● **EXERCISE AIM**: From the line that contains "pub fn new(model: Arc<dyn" to the final line of the entries, return every line exactly and leave out all others.
*** EXERCISE MATERIAL
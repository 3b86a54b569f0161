use minijinja::Environment;
use serde::Serialize;

use crate::error::AppResult;

/// Renders a one-off template string against `context`.
pub fn render_template<S: Serialize>(template: &str, context: S) -> AppResult<String> {
    let env = Environment::new();
    let rendered = env.render_str(template, context)?;
    Ok(rendered)
}
use std::sync::Arc;

use serde_json::Value;

use crate::error::{AppError, AppResult};
use crate::services::{LanguageModelService, ResponseFormat};

/// A language model bound to one system prompt.
#[derive(Clone)]
pub struct CompletionFacade {
    model: Arc<dyn LanguageModelService>,
    system_prompt: String,
}

impl CompletionFacade {
    pub fn new(model: Arc<dyn LanguageModelService>, system_prompt: impl Into<String>) -> Self {
        Self {
            model,
            system_prompt: system_prompt.into(),
        }
    }

    pub async fn create_completion(&self, message: &str) -> AppResult<String> {
        self.model
            .complete(&self.system_prompt, message, ResponseFormat::Text)
            .await
    }

    /// Requests JSON output. Text that does not parse is an error, never patched up.
    pub async fn create_json_completion(&self, message: &str) -> AppResult<Value> {
        let text = self
            .model
            .complete(&self.system_prompt, message, ResponseFormat::JsonObject)
            .await?;
        serde_json::from_str(&text).map_err(|err| AppError::Parse(format!("{err}: {text}")))
    }
}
******
● **EXERCISE OUTPUT**:
    pub fn new(model: Arc<dyn LanguageModelService>, system_prompt: impl Into<String>) -> Self {
        Self {
            model,
            system_prompt: system_prompt.into(),
        }
    }

    pub async fn create_completion(&self, message: &str) -> AppResult<String> {
        self.model
            .complete(&self.system_prompt, message, ResponseFormat::Text)
            .await
    }

    /// Requests JSON output. Text that does not parse is an error, never patched up.
    pub async fn create_json_completion(&self, message: &str) -> AppResult<Value> {
        let text = self
            .model
            .complete(&self.system_prompt, message, ResponseFormat::JsonObject)
            .await?;
        serde_json::from_str(&text).map_err(|err| AppError::Parse(format!("{err}: {text}")))
    }
}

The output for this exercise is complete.